Der Nachbarblock war lustig anzusehen: bei jeder Ecke stürmten die größtenteils Minderjährigen den Zaun und die Ordner ließen sie gewähren. Doch plötzlich wollten die Ordner einen Fan aus dem Block ziehen und schon war die "schönste" Schlägerei im Gange. Ergebnis war ein Gerangel und in den Block marschierende Polizei, aber offensichtlich keine Festnahme. In Deutschland wäre das wohl anders ausgegangen. Auch was positives: Zwischendurch klatschte uns ein Franzose anerkennend Beifall und hob den Daumen!

Die Getränkeausgabe - wie im Gefangenenlager......
Die Getränkeausgabe - wie im Gefangenenlager......
© Foto: THE UNITY

Richtig interessant war jedoch die Getränkeausgabe an das deutsche Vieh im Block: hinter der Tribüne wurde man durch ein Gittertor "versorgt", einfach unwürdig!

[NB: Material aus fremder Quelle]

use std::sync::Arc;

use anyhow::Context;
use curable_llm::{AssistantClient, ChatClient, ChatRequest, ListOrder, Message, ThreadMessage};
use curable_persist::{ChatSummary, PersistenceClient};

use crate::error::Result;
use crate::resolver::ThreadResolver;

const SUMMARY_SYSTEM_PROMPT: &str = "Summarize conversations for medical record.";
const SUMMARY_PROMPT: &str = "Summarize the following patient conversation in 5 sentences:\n";

#[derive(Debug, Clone, PartialEq, Eq)]
pub enum CleanupOutcome {
    /// The user never started a conversation; nothing was written
    NoThread,
    Completed {
        summary: String,
        /// The replacement thread now bound to the user
        thread_id: String,
    },
}

/// Summarizes a user's conversation into their record and starts them on a fresh thread.
pub struct CleanupService {
    assistant: Arc<dyn AssistantClient>,
    chat: Arc<dyn ChatClient>,
    persist: Arc<dyn PersistenceClient>,
    resolver: ThreadResolver,
    model: String,
}

impl CleanupService {
    pub fn new(
        assistant: Arc<dyn AssistantClient>,
        chat: Arc<dyn ChatClient>,
        persist: Arc<dyn PersistenceClient>,
        model: impl Into<String>,
    ) -> Self {
        Self {
            resolver: ThreadResolver::new(Arc::clone(&assistant), Arc::clone(&persist)),
            assistant,
            chat,
            persist,
            model: model.into(),
        }
    }

    pub async fn cleanup(&self, user_id: &str) -> Result<CleanupOutcome> {
        let Some(binding) = self.persist.get_thread_binding(user_id).await? else {
            tracing::info!(user_id, "No thread to clean up");
            return Ok(CleanupOutcome::NoThread);
        };

        let messages = self
            .assistant
            .list_messages(&binding.thread_id, ListOrder::Asc)
            .await
            .context("Failed to list thread messages")?;

        let request = ChatRequest::new(
            self.model.clone(),
            vec![
                Message::system(SUMMARY_SYSTEM_PROMPT),
                Message::human(format!("{}{}", SUMMARY_PROMPT, transcript(&messages))),
            ],
        );
        let response = self
            .chat
            .chat(request)
            .await
            .context("Conversation summary call failed")?;
        let summary = response.text()?.trim().to_string();

        // Nothing is written until the replacement thread exists upstream
        let replacement = self.resolver.create_thread().await?;

        self.persist
            .save_chat_summary(ChatSummary::new(
                user_id,
                binding.thread_id.as_str(),
                summary.as_str(),
                messages.len(),
            ))
            .await?;

        let fresh = self.resolver.bind(user_id, replacement.id).await?;
        tracing::info!(
            user_id,
            old_thread_id = %binding.thread_id,
            thread_id = %fresh.thread_id,
            messages = messages.len(),
            "Conversation summarized and thread replaced"
        );

        Ok(CleanupOutcome::Completed {
            summary,
            thread_id: fresh.thread_id,
        })
    }
}

/// One `role: text` line per message
fn transcript(messages: &[ThreadMessage]) -> String {
    messages
        .iter()
        .map(|m| format!("{}: {}", m.role.as_str(), m.text().unwrap_or_default()))
        .collect::<Vec<_>>()
        .join("\n")
}
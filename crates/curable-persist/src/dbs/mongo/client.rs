use async_trait::async_trait;
use chrono::{DateTime, Utc};
use mongodb::bson::doc;
use mongodb::{Client, Database};

use crate::dbs::mongo::repositories::{
    MongoInsightRepository, MongoProfileRepository, MongoRecordRepository,
};
use crate::error::{PersistError, Result};
use crate::models::{
    ChatSummary, ClinicalInsight, Medication, MentalHealthAssessment, Onboarding, Profile,
    SymptomAssessment, ThreadBinding, WeeklyCheckin,
};
use crate::trait_client::PersistenceClient;

pub struct MongoPersistenceClient {
    database: Database,
    profiles: MongoProfileRepository,
    onboarding: MongoRecordRepository<Onboarding>,
    checkins: MongoRecordRepository<WeeklyCheckin>,
    mental_health: MongoRecordRepository<MentalHealthAssessment>,
    medications: MongoRecordRepository<Medication>,
    symptom_assessments: MongoRecordRepository<SymptomAssessment>,
    chat_summaries: MongoRecordRepository<ChatSummary>,
    insights: MongoInsightRepository,
}

impl MongoPersistenceClient {
    /// Connect to MongoDB and create client
    pub async fn connect(mongodb_uri: &str, database: &str) -> Result<Self> {
        let client = Client::with_uri_str(mongodb_uri)
            .await
            .map_err(|e| PersistError::Connection(e.to_string()))?;

        tracing::info!(database, "Connected to MongoDB");

        Ok(Self {
            database: client.database(database),
            profiles: MongoProfileRepository::new(&client, database),
            onboarding: MongoRecordRepository::new(&client, database, "onboarding"),
            checkins: MongoRecordRepository::new(&client, database, "weekly_checkins"),
            mental_health: MongoRecordRepository::new(&client, database, "mental_health_assessments"),
            medications: MongoRecordRepository::new(&client, database, "medications"),
            symptom_assessments: MongoRecordRepository::new(&client, database, "symptom_assessments"),
            chat_summaries: MongoRecordRepository::new(&client, database, "chat_summaries"),
            insights: MongoInsightRepository::new(&client, database),
        })
    }
}

#[async_trait]
impl PersistenceClient for MongoPersistenceClient {
    async fn ping(&self) -> Result<()> {
        self.database.run_command(doc! { "ping": 1 }).await?;
        Ok(())
    }

    async fn find_profile_by_name(&self, fragment: &str) -> Result<Option<Profile>> {
        self.profiles.find_by_name(fragment).await
    }

    async fn get_profile(&self, user_id: &str) -> Result<Option<Profile>> {
        self.profiles.get(user_id).await
    }

    async fn get_thread_binding(&self, user_id: &str) -> Result<Option<ThreadBinding>> {
        Ok(self
            .profiles
            .get(user_id)
            .await?
            .and_then(|profile| profile.thread_binding()))
    }

    async fn save_thread_binding(&self, binding: &ThreadBinding) -> Result<()> {
        self.profiles.save_binding(binding).await
    }

    async fn claim_context_seed(&self, user_id: &str, thread_id: &str) -> Result<bool> {
        self.profiles.claim_seed(user_id, thread_id).await
    }

    async fn release_context_seed(&self, user_id: &str, thread_id: &str) -> Result<()> {
        self.profiles.release_seed(user_id, thread_id).await
    }

    async fn get_onboarding(&self, user_id: &str) -> Result<Option<Onboarding>> {
        Ok(self.onboarding.latest_for_user(user_id, Some(1)).await?.pop())
    }

    async fn recent_checkins(&self, user_id: &str, limit: Option<i64>) -> Result<Vec<WeeklyCheckin>> {
        self.checkins.latest_for_user(user_id, limit).await
    }

    async fn recent_mental_health(
        &self,
        user_id: &str,
        limit: Option<i64>,
    ) -> Result<Vec<MentalHealthAssessment>> {
        self.mental_health.latest_for_user(user_id, limit).await
    }

    async fn active_medications(&self, user_id: &str) -> Result<Vec<Medication>> {
        // `null` also matches documents without the field
        self.medications
            .latest(doc! { "user_id": user_id, "end_date": null }, None)
            .await
    }

    async fn recent_symptom_assessments(
        &self,
        user_id: &str,
        limit: Option<i64>,
    ) -> Result<Vec<SymptomAssessment>> {
        self.symptom_assessments.latest_for_user(user_id, limit).await
    }

    async fn save_symptom_assessment(&self, assessment: SymptomAssessment) -> Result<()> {
        self.symptom_assessments.insert(assessment).await
    }

    async fn find_valid_insight(&self, user_id: &str, now: DateTime<Utc>) -> Result<Option<ClinicalInsight>> {
        self.insights.find_valid(user_id, now).await
    }

    async fn save_insight(&self, insight: ClinicalInsight) -> Result<()> {
        self.insights.insert(insight).await
    }

    async fn save_chat_summary(&self, summary: ChatSummary) -> Result<()> {
        self.chat_summaries.insert(summary).await
    }
}
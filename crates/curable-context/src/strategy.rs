use anyhow::Result;
use async_trait::async_trait;

use crate::templates::{CLINICAL_INSIGHT_HEADER, PROFILE_SEED_PREFIX};

/// Context injected into a thread before the user's first message
#[derive(Debug, Clone, Default, PartialEq)]
pub struct SeedContext {
    pub summary: String,
    pub analysis: Option<String>,
    pub insights: Vec<String>,
    /// Proactive assistant opener, present when there is something to flag
    pub greeting: Option<String>,
}

impl SeedContext {
    /// User-role message carrying the profile (and analysis, when available)
    pub fn seed_message(&self) -> String {
        let mut message = format!("{}{}", PROFILE_SEED_PREFIX, self.summary);
        if let Some(analysis) = &self.analysis {
            message.push_str(CLINICAL_INSIGHT_HEADER);
            message.push_str(analysis);
        }
        message
    }
}

/// Strategy for building the first-turn context of a conversation
#[async_trait]
pub trait ContextStrategy: Send + Sync {
    async fn seed_context(&self, user_id: &str) -> Result<SeedContext>;
}

#[cfg(test)]
mod tests {
    use super::*;

    #[test]
    fn test_seed_message_without_analysis() {
        let seed = SeedContext {
            summary: "No profile data available.".to_string(),
            ..Default::default()
        };
        assert_eq!(seed.seed_message(), "Here is my medical profile:\nNo profile data available.");
    }

    #[test]
    fn test_seed_message_with_analysis() {
        let seed = SeedContext {
            summary: "Patient Profile Summary:".to_string(),
            analysis: Some("Sleep is trending down.".to_string()),
            ..Default::default()
        };
        assert_eq!(
            seed.seed_message(),
            "Here is my medical profile:\nPatient Profile Summary:\n\nClinical insight:\nSleep is trending down."
        );
    }
}
use std::collections::HashMap;
use std::sync::atomic::{AtomicBool, Ordering};

use async_trait::async_trait;
use chrono::{DateTime, Utc};
use tokio::sync::RwLock;

use crate::error::{PersistError, Result};
use crate::models::{
    ChatSummary, ClinicalInsight, Medication, MentalHealthAssessment, Onboarding, Profile,
    SymptomAssessment, ThreadBinding, WeeklyCheckin,
};
use crate::trait_client::PersistenceClient;

#[derive(Default)]
struct MemoryState {
    profiles: Vec<Profile>,
    onboarding: Vec<Onboarding>,
    checkins: Vec<WeeklyCheckin>,
    mental_health: Vec<MentalHealthAssessment>,
    medications: Vec<Medication>,
    symptom_assessments: Vec<SymptomAssessment>,
    insights: Vec<ClinicalInsight>,
    chat_summaries: Vec<ChatSummary>,
}

/// In-process store implementing the full storage contract.
///
/// Used for local runs (`storage.backend = "memory"`) and tests.
#[derive(Default)]
pub struct MemoryPersistenceClient {
    state: RwLock<MemoryState>,
    fail_record_reads: AtomicBool,
    writes: RwLock<HashMap<&'static str, usize>>,
}

fn newest_first<T, F>(mut rows: Vec<T>, created_at: F, limit: Option<i64>) -> Vec<T>
where
    F: Fn(&T) -> DateTime<Utc>,
{
    rows.sort_by_key(|row| std::cmp::Reverse(created_at(row)));
    if let Some(limit) = limit {
        rows.truncate(limit.max(0) as usize);
    }
    rows
}

impl MemoryPersistenceClient {
    pub fn new() -> Self {
        Self::default()
    }

    /// Make every health-record read fail (simulates an unreachable store)
    pub fn fail_record_reads(&self, fail: bool) {
        self.fail_record_reads.store(fail, Ordering::SeqCst);
    }

    pub async fn insert_profile(&self, profile: Profile) {
        let mut state = self.state.write().await;
        state.profiles.retain(|p| p.id != profile.id);
        state.profiles.push(profile);
    }

    pub async fn insert_onboarding(&self, onboarding: Onboarding) {
        self.state.write().await.onboarding.push(onboarding);
    }

    pub async fn insert_checkin(&self, checkin: WeeklyCheckin) {
        self.state.write().await.checkins.push(checkin);
    }

    pub async fn insert_mental_health(&self, assessment: MentalHealthAssessment) {
        self.state.write().await.mental_health.push(assessment);
    }

    pub async fn insert_medication(&self, medication: Medication) {
        self.state.write().await.medications.push(medication);
    }

    pub async fn chat_summaries(&self, user_id: &str) -> Vec<ChatSummary> {
        self.state
            .read()
            .await
            .chat_summaries
            .iter()
            .filter(|s| s.user_id == user_id)
            .cloned()
            .collect()
    }

    /// Every stored insight row for the user, expired ones included
    pub async fn insights(&self, user_id: &str) -> Vec<ClinicalInsight> {
        self.state
            .read()
            .await
            .insights
            .iter()
            .filter(|i| i.user_id == user_id)
            .cloned()
            .collect()
    }

    pub async fn symptom_assessments(&self, user_id: &str) -> Vec<SymptomAssessment> {
        self.state
            .read()
            .await
            .symptom_assessments
            .iter()
            .filter(|a| a.user_id == user_id)
            .cloned()
            .collect()
    }

    /// Number of write operations performed, across all collections
    pub async fn write_count(&self) -> usize {
        self.writes.read().await.values().sum()
    }

    async fn record_write(&self, collection: &'static str) {
        *self.writes.write().await.entry(collection).or_insert(0) += 1;
    }

    fn check_record_reads(&self) -> Result<()> {
        if self.fail_record_reads.load(Ordering::SeqCst) {
            return Err(PersistError::Connection("record reads disabled".to_string()));
        }
        Ok(())
    }
}

#[async_trait]
impl PersistenceClient for MemoryPersistenceClient {
    async fn ping(&self) -> Result<()> {
        Ok(())
    }

    async fn find_profile_by_name(&self, fragment: &str) -> Result<Option<Profile>> {
        let needle = fragment.to_lowercase();
        let state = self.state.read().await;
        Ok(state
            .profiles
            .iter()
            .find(|p| {
                p.full_name
                    .as_deref()
                    .is_some_and(|name| name.to_lowercase().contains(&needle))
            })
            .cloned())
    }

    async fn get_profile(&self, user_id: &str) -> Result<Option<Profile>> {
        let state = self.state.read().await;
        Ok(state.profiles.iter().find(|p| p.id == user_id).cloned())
    }

    async fn get_thread_binding(&self, user_id: &str) -> Result<Option<ThreadBinding>> {
        Ok(self
            .get_profile(user_id)
            .await?
            .and_then(|profile| profile.thread_binding()))
    }

    async fn save_thread_binding(&self, binding: &ThreadBinding) -> Result<()> {
        {
            let mut state = self.state.write().await;
            let index = match state.profiles.iter().position(|p| p.id == binding.user_id) {
                Some(index) => index,
                None => {
                    state.profiles.push(Profile::new(binding.user_id.clone()));
                    state.profiles.len() - 1
                }
            };
            let profile = &mut state.profiles[index];
            profile.thread_id = Some(binding.thread_id.clone());
            profile.context_seeded = binding.context_seeded;
            profile.thread_updated_at = Some(Utc::now());
        }
        self.record_write("profiles").await;
        Ok(())
    }

    async fn claim_context_seed(&self, user_id: &str, thread_id: &str) -> Result<bool> {
        let claimed = {
            let mut state = self.state.write().await;
            match state.profiles.iter_mut().find(|p| {
                p.id == user_id && p.thread_id.as_deref() == Some(thread_id) && !p.context_seeded
            }) {
                Some(profile) => {
                    profile.context_seeded = true;
                    true
                }
                None => false,
            }
        };
        if claimed {
            self.record_write("profiles").await;
        }
        Ok(claimed)
    }

    async fn release_context_seed(&self, user_id: &str, thread_id: &str) -> Result<()> {
        let mut state = self.state.write().await;
        if let Some(profile) = state
            .profiles
            .iter_mut()
            .find(|p| p.id == user_id && p.thread_id.as_deref() == Some(thread_id))
        {
            profile.context_seeded = false;
        }
        Ok(())
    }

    async fn get_onboarding(&self, user_id: &str) -> Result<Option<Onboarding>> {
        self.check_record_reads()?;
        let state = self.state.read().await;
        let rows = state.onboarding.iter().filter(|o| o.user_id == user_id).cloned().collect();
        Ok(newest_first(rows, |o: &Onboarding| o.created_at, Some(1)).pop())
    }

    async fn recent_checkins(&self, user_id: &str, limit: Option<i64>) -> Result<Vec<WeeklyCheckin>> {
        self.check_record_reads()?;
        let state = self.state.read().await;
        let rows = state.checkins.iter().filter(|c| c.user_id == user_id).cloned().collect();
        Ok(newest_first(rows, |c: &WeeklyCheckin| c.created_at, limit))
    }

    async fn recent_mental_health(
        &self,
        user_id: &str,
        limit: Option<i64>,
    ) -> Result<Vec<MentalHealthAssessment>> {
        self.check_record_reads()?;
        let state = self.state.read().await;
        let rows = state.mental_health.iter().filter(|m| m.user_id == user_id).cloned().collect();
        Ok(newest_first(rows, |m: &MentalHealthAssessment| m.created_at, limit))
    }

    async fn active_medications(&self, user_id: &str) -> Result<Vec<Medication>> {
        self.check_record_reads()?;
        let state = self.state.read().await;
        let rows = state
            .medications
            .iter()
            .filter(|m| m.user_id == user_id && m.is_active())
            .cloned()
            .collect();
        Ok(newest_first(rows, |m: &Medication| m.created_at, None))
    }

    async fn recent_symptom_assessments(
        &self,
        user_id: &str,
        limit: Option<i64>,
    ) -> Result<Vec<SymptomAssessment>> {
        self.check_record_reads()?;
        let state = self.state.read().await;
        let rows = state
            .symptom_assessments
            .iter()
            .filter(|a| a.user_id == user_id)
            .cloned()
            .collect();
        Ok(newest_first(rows, |a: &SymptomAssessment| a.created_at, limit))
    }

    async fn save_symptom_assessment(&self, assessment: SymptomAssessment) -> Result<()> {
        self.state.write().await.symptom_assessments.push(assessment);
        self.record_write("symptom_assessments").await;
        Ok(())
    }

    async fn find_valid_insight(&self, user_id: &str, now: DateTime<Utc>) -> Result<Option<ClinicalInsight>> {
        let state = self.state.read().await;
        let rows = state
            .insights
            .iter()
            .filter(|i| i.user_id == user_id && i.is_valid_at(now))
            .cloned()
            .collect();
        Ok(newest_first(rows, |i: &ClinicalInsight| i.created_at, Some(1)).pop())
    }

    async fn save_insight(&self, insight: ClinicalInsight) -> Result<()> {
        self.state.write().await.insights.push(insight);
        self.record_write("clinical_insights").await;
        Ok(())
    }

    async fn save_chat_summary(&self, summary: ChatSummary) -> Result<()> {
        self.state.write().await.chat_summaries.push(summary);
        self.record_write("chat_summaries").await;
        Ok(())
    }
}

#[cfg(test)]
mod tests {
    use super::*;
    use chrono::Duration;

    #[tokio::test]
    async fn test_binding_roundtrip_creates_profile() {
        let store = MemoryPersistenceClient::new();
        assert!(store.get_thread_binding("u1").await.unwrap().is_none());

        store.save_thread_binding(&ThreadBinding::new("u1", "thread_1")).await.unwrap();

        let binding = store.get_thread_binding("u1").await.unwrap().unwrap();
        assert_eq!(binding.thread_id, "thread_1");
        assert!(!binding.context_seeded);
        assert_eq!(store.write_count().await, 1);
    }

    #[tokio::test]
    async fn test_seed_claim_only_once_per_thread() {
        let store = MemoryPersistenceClient::new();
        store.save_thread_binding(&ThreadBinding::new("u1", "thread_1")).await.unwrap();

        assert!(store.claim_context_seed("u1", "thread_1").await.unwrap());
        assert!(!store.claim_context_seed("u1", "thread_1").await.unwrap());
        assert!(!store.claim_context_seed("u1", "other_thread").await.unwrap());

        store.release_context_seed("u1", "thread_1").await.unwrap();
        assert!(store.claim_context_seed("u1", "thread_1").await.unwrap());
    }

    #[tokio::test]
    async fn test_recent_checkins_newest_first_with_limit() {
        let store = MemoryPersistenceClient::new();
        let now = Utc::now();
        for days in [3, 1, 2] {
            let mut checkin = WeeklyCheckin::new("u1", now - Duration::days(days));
            checkin.average_sleep_hours = Some(days as f64);
            store.insert_checkin(checkin).await;
        }

        let rows = store.recent_checkins("u1", Some(2)).await.unwrap();
        let hours: Vec<_> = rows.iter().map(|c| c.average_sleep_hours.unwrap()).collect();
        assert_eq!(hours, vec![1.0, 2.0]);
    }

    #[tokio::test]
    async fn test_expired_insight_is_skipped() {
        let store = MemoryPersistenceClient::new();
        let now = Utc::now();
        let stale = ClinicalInsight::new("u1", "old", serde_json::json!({}), now - Duration::hours(30), Duration::hours(24));
        store.save_insight(stale).await.unwrap();

        assert!(store.find_valid_insight("u1", now).await.unwrap().is_none());
        assert_eq!(store.insights("u1").await.len(), 1);
    }

    #[tokio::test]
    async fn test_profile_name_match_is_case_insensitive() {
        let store = MemoryPersistenceClient::new();
        store.insert_profile(Profile::new("u1").with_name("Ada Obi")).await;

        let found = store.find_profile_by_name("obi").await.unwrap();
        assert_eq!(found.map(|p| p.id), Some("u1".to_string()));
        assert!(store.find_profile_by_name("zed").await.unwrap().is_none());
    }
}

Nach dem Spiel wurden wir nun - zur eigenen Sicherheit (wovor?) - noch geschlagene 45 Minuten im abgeschlossenen Block festgehalten. Nachdem wir dann endlich aus dem Block gelassen wurden, ging die Schikane weiter. Die Busse waren auf dem Vorplatz aufgefahren und Polizei und Ordner ließen nur einen schmalen Durchgang frei. Dort kam es dann zu einer weiteren Rangelei. Ein BVB-Fan wagte es, einen Ordner anzufassen und um Durchlass zu bitten, als sich dieser umdrehte und zuschlug. Daraus entstand dann eine kleine Schlägerei mit einem Polizisten, der in einem Film besser aufgehoben gewesen wäre. Knüppelschwingend hatte er sich vor den Dortmundern aufgebaut und diese provozierend aufgefordert, zu ihm zu kommen. Von seinen Kollegen wurde er dann zurück gezogen. Zu diesem Zeitpunkt hatte er allerdings schon mehrfach ausgeteilt und 2 Fans verletzt. Von der Polizei wurden wir dann in die Busse gedrängt und im Konvoi aus der Stadt gefahren. Grundsätzlich bleibt festzuhalten, daß man von Glück sagen kann, daß sich die Dortmunder Fans vom agressiven Verhalten der Polizei nicht aus der Ruhe bringen ließ.

Die Rückfahrt verlief naturgemäß ruhiger und um 5:30 Uhr waren wir endlich wieder in Dortmund. Nur um das klarzustellen: mit der französischen Bevölkerung gab es eigentlich keine Probleme, man wurde nicht beschimpft, sondern nett behandelt. Einzig das organisierte Verhalten der Ordnungsmacht war mehr als nur störend. Fußballspiele stellen sicherlich eine besondere Art der "Völkerbegegnung" dar und sind nicht das ganze oder wahre Leben, schließlich stehen hier alle unter Strom. Aber auch Fußballspiele, die Besucher dieser Spiele und diejenigen, die das ganze überwachen geben eine Visitenkarte ab. Persönlich war ich solch ein Verhalten in Frankreich überhaupt nicht gewohnt, bisher sind wir immer super aufgenommen worden.